Леди Эллинор была, видимо, неимоверно-тронута. Я стоял как-бы сбираясь упасть на колени. Отерев свои слезы одной рукой, она нежно положила другую мне на голову и тихо произнесла:
– Умоляю вас не просить меня; умоляю вас не видеться с моей дочерью. Вы доказали, что вы не эгоист; докончите победу над собой. Что сделает такое свиданье, как-бы вы ни были осторожны, как не взволнует мою дочь, возмутит её мир…
– Не говорите этого: она не разделяла моих чувств.
– Если-б и было противное, может ли в этом сознаться её мать? Когда вы вернетесь, все эти сны будут забыты; тогда мы можем встретиться по старому, я буду вашей второю матерью, и опять ваша карьера будет моей заботой; но не думайте, что мы дадим вам прожить в этой ссылке столько, сколько вы, по видимому, располагаете. Нет, нет: это путешествие, экскурсия, отнюдь не поездка за состоянием. Ваше состояние, ваше счастье – предоставьте их нам, когда вы вернетесь!
– Так я не увижу её больше! – прошептал я, встал и молча пошел к окну, чтоб закрыть лицо. Большие борьбы жизни ограничены мгновениями. На то, чтобы склонить голову на грудь, чтобы прижать руку к брови, мы издерживаем едва секунду из дарованного нам писанием семидесятилетия, но какой переворот под-час совершается внутри нас, покуда эта маленькая песчинка неслышно падает в клепсидр.
Твердою стопою возвратился я к леди Эллинор и спокойно сказал:
– рассудок говорит мне, что вы правы, и я покоряюсь, простите меня! и не считайте меня неблагодарным и чрезмерно-гордым, если я прибавлю, что вам надо оставить мне ту цель в жизни, которая утешает меня и поощряет во всех случаях.
– Что такое? – спросила леди Эллинор нерешительно.
– Независимость для меня самого и достаток для тех, кому жизнь еще сладка. Вот моя двойная цель, а средства достигнуть ее должны быть мое собственное сердце и мои собственные руки. Прошу вас передать вашему супругу мою признательность и принять мои горячия молитвы за вас и за нее, кого я не хочу называть. Прощайте, леди Эллинор.
– Нет, не оставляйте меня так скоро. Мне нужно обо многом поговорить с вами, расспросить вас. Скажите, как ваш батюшка переносит свои потери? скажите, есть ли надежда, что он позволит нам сделать что-нибудь для него? При настоящем влиянии Тривениона, в его распоряжении много мест, которые пришлись-бы по вкусу прихотливой лени ученого. Будьте откровенны?

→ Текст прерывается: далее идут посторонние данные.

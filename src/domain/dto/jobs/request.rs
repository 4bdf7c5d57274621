use chrono::{DateTime, Utc};
use serde::{Deserialize, Serialize};
use utoipa::{IntoParams, ToSchema};
use validator::Validate;
use crate::domain::entities::jobs::application::{ApplicationAnswer, ApplicationStatus};
use crate::domain::entities::jobs::job::{CustomQuestion, JobType};
use crate::utils::string_utils::not_blank;

/// 추가 질문 입력. ID는 서버가 발급하며, 수정 시 기존 ID를 넘기면 유지됩니다.
#[derive(Debug, Clone, Serialize, Deserialize, Validate, ToSchema)]
pub struct CustomQuestionRequest {
    pub id: Option<String>,
    #[validate(custom(function = "not_blank"))]
    #[validate(length(max = 500, message = "질문은 500자 이하여야 합니다"))]
    pub question: String,
    #[serde(default)]
    pub required: bool,
}

impl From<CustomQuestionRequest> for CustomQuestion {
    fn from(request: CustomQuestionRequest) -> Self {
        Self {
            id: request.id
                .filter(|id| !id.trim().is_empty())
                .unwrap_or_else(|| uuid::Uuid::new_v4().to_string()),
            question: request.question.trim().to_string(),
            required: request.required,
        }
    }
}

/// 채용공고 생성 / 전체 수정(PUT) 요청
#[derive(Debug, Clone, Default, Serialize, Deserialize, Validate, ToSchema)]
pub struct JobRequest {
    #[serde(default)]
    #[validate(custom(function = "not_blank"))]
    #[validate(length(max = 200, message = "제목은 200자 이하여야 합니다"))]
    pub title: String,

    #[serde(default)]
    #[validate(custom(function = "not_blank"))]
    #[validate(length(max = 200, message = "회사명은 200자 이하여야 합니다"))]
    pub company: String,

    #[serde(default)]
    #[validate(custom(function = "not_blank"))]
    #[validate(length(max = 20000, message = "설명은 20000자 이하여야 합니다"))]
    pub description: String,

    pub location: Option<String>,
    pub job_type: Option<JobType>,
    pub salary_min: Option<f64>,
    pub salary_max: Option<f64>,

    #[validate(nested)]
    #[serde(default)]
    pub custom_questions: Vec<CustomQuestionRequest>,

    pub is_active: Option<bool>,
    pub deadline: Option<DateTime<Utc>>,
}

/// 채용공고 부분 수정(PATCH) 요청
#[derive(Debug, Clone, Default, Serialize, Deserialize, Validate, ToSchema)]
pub struct PatchJobRequest {
    #[validate(custom(function = "not_blank"))]
    pub title: Option<String>,
    #[validate(custom(function = "not_blank"))]
    pub company: Option<String>,
    #[validate(custom(function = "not_blank"))]
    pub description: Option<String>,
    pub location: Option<String>,
    pub job_type: Option<JobType>,
    pub salary_min: Option<f64>,
    pub salary_max: Option<f64>,
    #[validate(nested)]
    pub custom_questions: Option<Vec<CustomQuestionRequest>>,
    pub is_active: Option<bool>,
    pub deadline: Option<DateTime<Utc>>,
}

/// `GET /api/jobs` 필터
#[derive(Debug, Clone, Default, Deserialize, IntoParams)]
#[into_params(parameter_in = Query)]
pub struct JobFilter {
    pub job_type: Option<JobType>,
    /// 근무지 부분 일치
    pub location: Option<String>,
    /// 제목/회사/설명 부분 일치
    pub search: Option<String>,
}

/// 지원서 제출
#[derive(Debug, Clone, Serialize, Deserialize, Validate, ToSchema)]
pub struct ApplyRequest {
    pub job_id: String,
    #[serde(default)]
    pub answers: Vec<ApplicationAnswer>,
    #[validate(url(message = "유효한 이력서 URL이 아닙니다"))]
    pub resume_url: Option<String>,
    #[validate(length(max = 5000, message = "자기소개서는 5000자 이하여야 합니다"))]
    pub cover_letter: Option<String>,
}

#[derive(Debug, Clone, Serialize, Deserialize, ToSchema)]
pub struct UpdateStatusRequest {
    pub status: ApplicationStatus,
}

#[cfg(test)]
mod tests {
    use super::*;

    #[test]
    fn test_required_fields() {
        let request: JobRequest = serde_json::from_str(
            r#"{ "title": "Backend Engineer", "company": "" , "description": "Rust" }"#
        ).unwrap();
        assert!(request.validate().is_err());

        let request: JobRequest = serde_json::from_str(
            r#"{ "title": "Backend Engineer", "company": "LearnHub", "description": "Rust", "job_type": "part_time" }"#
        ).unwrap();
        assert!(request.validate().is_ok());
        assert_eq!(request.job_type, Some(JobType::PartTime));
    }

    #[test]
    fn test_custom_question_gets_id() {
        let question = CustomQuestion::from(CustomQuestionRequest {
            id: None,
            question: "  포트폴리오 링크  ".to_string(),
            required: true,
        });

        assert!(!question.id.is_empty());
        assert_eq!(question.question, "포트폴리오 링크");
    }

    #[test]
    fn test_status_parses_snake_case() {
        let request: UpdateStatusRequest = serde_json::from_str(r#"{ "status": "accepted" }"#).unwrap();
        assert_eq!(request.status, ApplicationStatus::Accepted);
        assert!(serde_json::from_str::<UpdateStatusRequest>(r#"{ "status": "hired" }"#).is_err());
    }
}
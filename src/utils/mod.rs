//! 공통 유틸리티 함수 모듈
//!
//! # Modules
//!
//! - [`string_utils`] - 문자열 검증/정리, 해시태그 추출, 정규식 이스케이프
//! - [`id_utils`] - ObjectId 파싱
//! - [`time_utils`] - BSON ↔ chrono 시간 변환
//! - [`display_terminal`] - 터미널 출력 포맷팅 함수들

pub mod string_utils;
pub mod id_utils;
pub mod time_utils;
pub mod display_terminal;
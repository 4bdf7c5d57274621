use mongodb::bson::{oid::ObjectId, DateTime};
use serde::{Deserialize, Serialize};

/// `search_history` 컬렉션 문서 (검색 1회)
#[derive(Debug, Clone, PartialEq, Serialize, Deserialize)]
pub struct SearchHistory {
    #[serde(rename = "_id", skip_serializing_if = "Option::is_none")]
    pub id: Option<ObjectId>,
    pub user_id: ObjectId,
    pub query: String,
    #[serde(default)]
    pub kind: Option<String>,
    pub created_at: DateTime,
}
//! # Quiz HTTP Handlers
//!
//! 퀴즈 CRUD와 응시(채점) 엔드포인트입니다.
//! 정답 키는 퀴즈 소유자와 관리자에게만 노출됩니다.

use actix_web::{delete, get, post, put, web, HttpResponse};
use validator::Validate;
use crate::core::errors::{validation_error, AppError};
use crate::domain::dto::common::{PaginatedResponse, PaginationQuery};
use crate::domain::dto::quizzes::{
    AttemptResponse, QuizFilter, QuizRequest, QuizResponse, QuizSummary, SubmitAttemptRequest,
};
use crate::domain::models::auth::AuthenticatedUser;
use crate::services::quizzes::QuizService;

#[utoipa::path(
    get,
    path = "/api/quizzes",
    tag = "quizzes",
    params(QuizFilter, PaginationQuery),
    responses((status = 200, body = PaginatedResponse<QuizSummary>))
)]
#[get("")]
pub async fn list_quizzes(
    filter: web::Query<QuizFilter>,
    page: web::Query<PaginationQuery>,
) -> Result<HttpResponse, AppError> {
    let response = QuizService::instance().list(&filter, &page).await?;
    Ok(HttpResponse::Ok().json(response))
}

/// 퀴즈 생성
///
/// 객관식은 선택지 2개 이상과 정답 정확히 1개, 주관식(TITA)은 비어 있지 않은
/// 정답이 필요합니다.
#[utoipa::path(
    post,
    path = "/api/quizzes",
    tag = "quizzes",
    request_body = QuizRequest,
    responses((status = 201, body = QuizResponse), (status = 400, description = "문항 구성 오류"))
)]
#[post("")]
pub async fn create_quiz(
    auth: AuthenticatedUser,
    payload: web::Json<QuizRequest>,
) -> Result<HttpResponse, AppError> {
    payload.validate().map_err(validation_error)?;

    let response = QuizService::instance().create(&auth, payload.into_inner()).await?;
    Ok(HttpResponse::Created().json(response))
}

#[utoipa::path(
    get,
    path = "/api/quizzes/{id}",
    tag = "quizzes",
    params(("id" = String, Path, description = "퀴즈 ID")),
    responses((status = 200, body = QuizResponse), (status = 404, description = "퀴즈 없음"))
)]
#[get("/{id}")]
pub async fn get_quiz(auth: AuthenticatedUser, path: web::Path<String>) -> Result<HttpResponse, AppError> {
    let response = QuizService::instance().get(&auth, &path).await?;
    Ok(HttpResponse::Ok().json(response))
}

#[utoipa::path(
    put,
    path = "/api/quizzes/{id}",
    tag = "quizzes",
    params(("id" = String, Path, description = "퀴즈 ID")),
    request_body = QuizRequest,
    responses((status = 200, body = QuizResponse), (status = 403, description = "소유자 아님"))
)]
#[put("/{id}")]
pub async fn update_quiz(
    auth: AuthenticatedUser,
    path: web::Path<String>,
    payload: web::Json<QuizRequest>,
) -> Result<HttpResponse, AppError> {
    payload.validate().map_err(validation_error)?;

    let response = QuizService::instance().update(&auth, &path, payload.into_inner()).await?;
    Ok(HttpResponse::Ok().json(response))
}

#[utoipa::path(
    delete,
    path = "/api/quizzes/{id}",
    tag = "quizzes",
    params(("id" = String, Path, description = "퀴즈 ID")),
    responses((status = 204, description = "삭제됨"), (status = 403, description = "소유자 아님"))
)]
#[delete("/{id}")]
pub async fn delete_quiz(auth: AuthenticatedUser, path: web::Path<String>) -> Result<HttpResponse, AppError> {
    QuizService::instance().delete(&auth, &path).await?;
    Ok(HttpResponse::NoContent().finish())
}

/// 답안 제출
///
/// 정답은 `marks`, 오답은 `-negative_marks`, 미응답은 0점입니다.
#[utoipa::path(
    post,
    path = "/api/quizzes/{id}/attempts",
    tag = "quizzes",
    params(("id" = String, Path, description = "퀴즈 ID")),
    request_body = SubmitAttemptRequest,
    responses((status = 201, body = AttemptResponse))
)]
#[post("/{id}/attempts")]
pub async fn submit_attempt(
    auth: AuthenticatedUser,
    path: web::Path<String>,
    payload: web::Json<SubmitAttemptRequest>,
) -> Result<HttpResponse, AppError> {
    let response = QuizService::instance().submit_attempt(&auth, &path, payload.into_inner()).await?;
    Ok(HttpResponse::Created().json(response))
}

#[utoipa::path(
    get,
    path = "/api/quizzes/{id}/attempts/me",
    tag = "quizzes",
    params(("id" = String, Path, description = "퀴즈 ID")),
    responses((status = 200, body = Vec<AttemptResponse>))
)]
#[get("/{id}/attempts/me")]
pub async fn my_attempts(auth: AuthenticatedUser, path: web::Path<String>) -> Result<HttpResponse, AppError> {
    let response = QuizService::instance().my_attempts(&auth, &path).await?;
    Ok(HttpResponse::Ok().json(response))
}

Я не мог противостоять такому участью, опять сел и, как умел спокойнее, отвечал на вопросы леди Эллинор и старался убедить ее, что отец мой чувствует свои потери лишь на столько, на сколько они касаются меня, и что не в силах Тривениона вырвать его из его уединения или вознаградить его чем-нибудь за перемену в его привычках. – За тем, после моих родителей, леди Эллинор спросила о Роланде, и, узнав, что он приехал в город со мной, изъявила непременное желание видеть его. Я сказал, что передам ему её желание, а она задумчиво спросила:
– У него есть сын, кажется, и я слышала, что между ними была какая-то размолвка.
– Кто мог вам сказать это? – спросил я удивленный, зная, как тщательно дядя скрывал тайны своих семейных неприятностей.
– Я слышала от кого-то, кто знал капитана Роланда, забыла я, когда и где, но дело не в том.
– У Роланда нет сына.
– Как?
– Его сын умер.
– Как эта потеря должна была огорчить его!
Я не отвечал.
– Но верно-ли, что его сын умер? Какая бы радость, если б это была ошибка, если б сын его оказался жив!
– У дяди твердый характер и он смирился; но, простите мое любопытство, слышали вы что-нибудь об этом сыне?
– Я? что мне слышать? Но мне бы хотелось послушать от вашего дяди все, что согласился-бы он поверить мне о своем горе, и есть ли какая-нибудь надежда на то, что…
– На что?
– На то, что сын его жив.
– Не думаю – сказал я – и сомневаюсь, чтобы вы могли узнать что-нибудь от дяди. А в ваших словах есть что-то двусмысленное, что заставляет меня подозревать, что вы знаете более, нежели хотите сказать.
– Дипломат! – сказала леди Эллинор, полу-улыбаясь; потом, придав своему лицу строгое и серьёзное выражение, она прибавила: – страшно подумать, что отец может ненавидеть своего сына!
– Ненавидеть? Роланд ненавидел своего сына! Что это за клевета?
– Так это неправда? Удостоверьте меня в этом: я буду так счастлива, если узнаю, что меня обманули.
– Могу уверить вас в этом, но более ничего сказать не могу, потому-что больше ничего не знаю: если когда-нибудь отец сосредоточивал на сыне боязнь, надежду, радость, горе, все отражающееся на отцовском сердце, от теней на жизни сына, таким отцом был Роланд, покуда был жив его сын.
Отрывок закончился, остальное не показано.